*** Data to examine ***

// Copyright (c) 2022-2023 The MobileCoin Foundation

//! JSON envelope for frames carried over HTTP
//!
//! Requests are sent as `POST {base_url}/{device_id}` with an [HttpRequest]
//! body, the relay answers with an [HttpResponse].

use serde::{Deserialize, Serialize};

use crate::ProtoError;

/// Status reported by the relay for successfully delivered frames
pub const HTTP_STATUS_OK: u16 = 200;

/// Request envelope, carrying a hex-encoded request frame
#[derive(Clone, PartialEq, Debug, Serialize, Deserialize)]
pub struct HttpRequest {
    pub data: String,
}

impl HttpRequest {
    /// Wrap a request frame
    pub fn new(frame: &[u8]) -> Self {
        Self {
            data: hex::encode(frame),
        }
    }

    /// Fetch the decoded request frame
    pub fn frame(&self) -> Result<Vec<u8>, ProtoError> {
        hex::decode(&self.data).map_err(|_| ProtoError::InvalidEncoding)
    }
}

/// Response envelope
#[derive(Clone, PartialEq, Debug, Serialize, Deserialize)]
pub struct HttpResponse {
    /// Relay status, [HTTP_STATUS_OK] on delivery
    pub status: u16,
    /// Relay message, describing failures
    #[serde(default)]
    pub message: String,
    /// Hex-encoded response frame, when delivered
    #[serde(default, skip_serializing_if = "Option::is_none")]
    pub data: Option<String>,
}

impl HttpResponse {
    /// Wrap a response frame
    pub fn ok(frame: &[u8]) -> Self {
        Self {
            status: HTTP_STATUS_OK,
            message: String::new(),
            data: Some(hex::encode(frame)),
        }
    }

    /// Create a failure response with no frame
    pub fn error(status: u16, message: impl Into<String>) -> Self {
        Self {
            status,
            message: message.into(),
            data: None,
        }
    }

    /// Fetch the decoded response frame if present
    pub fn frame(&self) -> Option<Result<Vec<u8>, ProtoError>> {
        self.data
            .as_ref()
            .map(|d| hex::decode(d).map_err(|_| ProtoError::InvalidEncoding))
    }
}

#[cfg(test)]
mod test {
    use super::*;

    #[test]
    fn request_json() {
        let r = HttpRequest::new(&[0x01, 0x02, 0xab]);
        let s = serde_json::to_string(&r).unwrap();

        assert_eq!(s, r#"{"data":"0102ab"}"#);

        let d: HttpRequest = serde_json::from_str(&s).unwrap();
        assert_eq!(d.frame().unwrap(), vec![0x01, 0x02, 0xab]);
    }

    #[test]
    fn response_json() {
        let r: HttpResponse = serde_json::from_str(r#"{"status":200,"data":"ff00"}"#).unwrap();
        assert_eq!(r.status, HTTP_STATUS_OK);
        assert_eq!(r.frame(), Some(Ok(vec![0xff, 0x00])));

        let r: HttpResponse =
            serde_json::from_str(r#"{"status":504,"message":"device offline"}"#).unwrap();
        assert_eq!(r, HttpResponse::error(504, "device offline"));
        assert_eq!(r.frame(), None);

        let r: HttpResponse = serde_json::from_str(r#"{"status":200,"data":"zz"}"#).unwrap();
        assert_eq!(r.frame(), Some(Err(ProtoError::InvalidEncoding)));
    }
}
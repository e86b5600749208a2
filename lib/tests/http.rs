// Copyright (c) 2022-2023 The MobileCoin Foundation

use std::net::SocketAddr;

use portpicker::pick_unused_port;

use keylink::{
    Config, DeviceHandle, Error, HttpHandle, HttpTransport, PairingStatus, RequestType,
    ResponseCode,
};
use keylink_core::engine::Fault;
use keylink_sim::{Options, Simulator, UnknownDevice, DEFAULT_PAIRING_SECRET};

mod helpers;
use helpers::*;

async fn setup(opts: Options) -> (Simulator, Config) {
    setup_logging();

    let port = pick_unused_port().expect("no free ports");
    let s = Simulator::new(opts);

    let (addr, _h) = s
        .bind(SocketAddr::from(([127, 0, 0, 1], port)))
        .await
        .expect("simulator bind failed");

    let c = Config {
        base_url: format!("http://{addr}"),
        ..config()
    };

    (s, c)
}

#[tokio::test]
async fn http_session() -> anyhow::Result<()> {
    let (s, c) = setup(Options::default()).await;

    let h = HttpHandle::http(c);

    assert!(!h.connect(DEVICE_ID).await?);
    let w = h.pair(DEFAULT_PAIRING_SECRET).await?;
    assert_eq!(w.internal.name(), "main");
    assert_eq!(h.pairing_status().await, PairingStatus::Paired);

    let a = h.encrypted_request(RequestType::GetAddresses, &[1, 2, 3, 4]).await?;
    assert_eq!(a.len(), RequestType::GetAddresses.response_len());

    // Device faults are delivered as response codes
    s.with_device(DEVICE_ID, |e| e.inject(Fault::Status(ResponseCode::DeviceBusy)));
    let r = h.encrypted_request(RequestType::GetAddresses, &[]).await;
    assert!(matches!(r, Err(Error::Device(ResponseCode::DeviceBusy))));

    // And recovered by the retry policy
    s.with_device(DEVICE_ID, |e| e.inject(Fault::ForgetSessions));
    let b = h
        .encrypted_request_retry(RequestType::GetAddresses, &[1, 2, 3, 4])
        .await?;
    assert_eq!(a, b);

    Ok(())
}

#[tokio::test]
async fn http_unknown_device() -> anyhow::Result<()> {
    let (_s, c) = setup(Options {
        unknown: UnknownDevice::Reject,
        ..Default::default()
    })
    .await;

    let h = DeviceHandle::new(HttpTransport::new(&c.base_url), c);

    let r = h.connect("missing").await;
    match r {
        Err(Error::Transport(e)) => assert!(e.to_string().contains("404")),
        _ => panic!("unexpected result: {r:?}"),
    }

    Ok(())
}

#[tokio::test]
async fn http_unavailable() -> anyhow::Result<()> {
    setup_logging();

    let port = pick_unused_port().expect("no free ports");
    let h = HttpHandle::http(Config {
        base_url: format!("http://127.0.0.1:{port}"),
        ..config()
    });

    let r = h.connect(DEVICE_ID).await;
    assert!(matches!(r, Err(Error::Transport(_))));

    Ok(())
}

*** End of Data to examine ***

■ **Exercise objective**
In the records above, how many lines contain the string "SocketAddr"? Only that number should be written.

■ **Result of this exercise**
2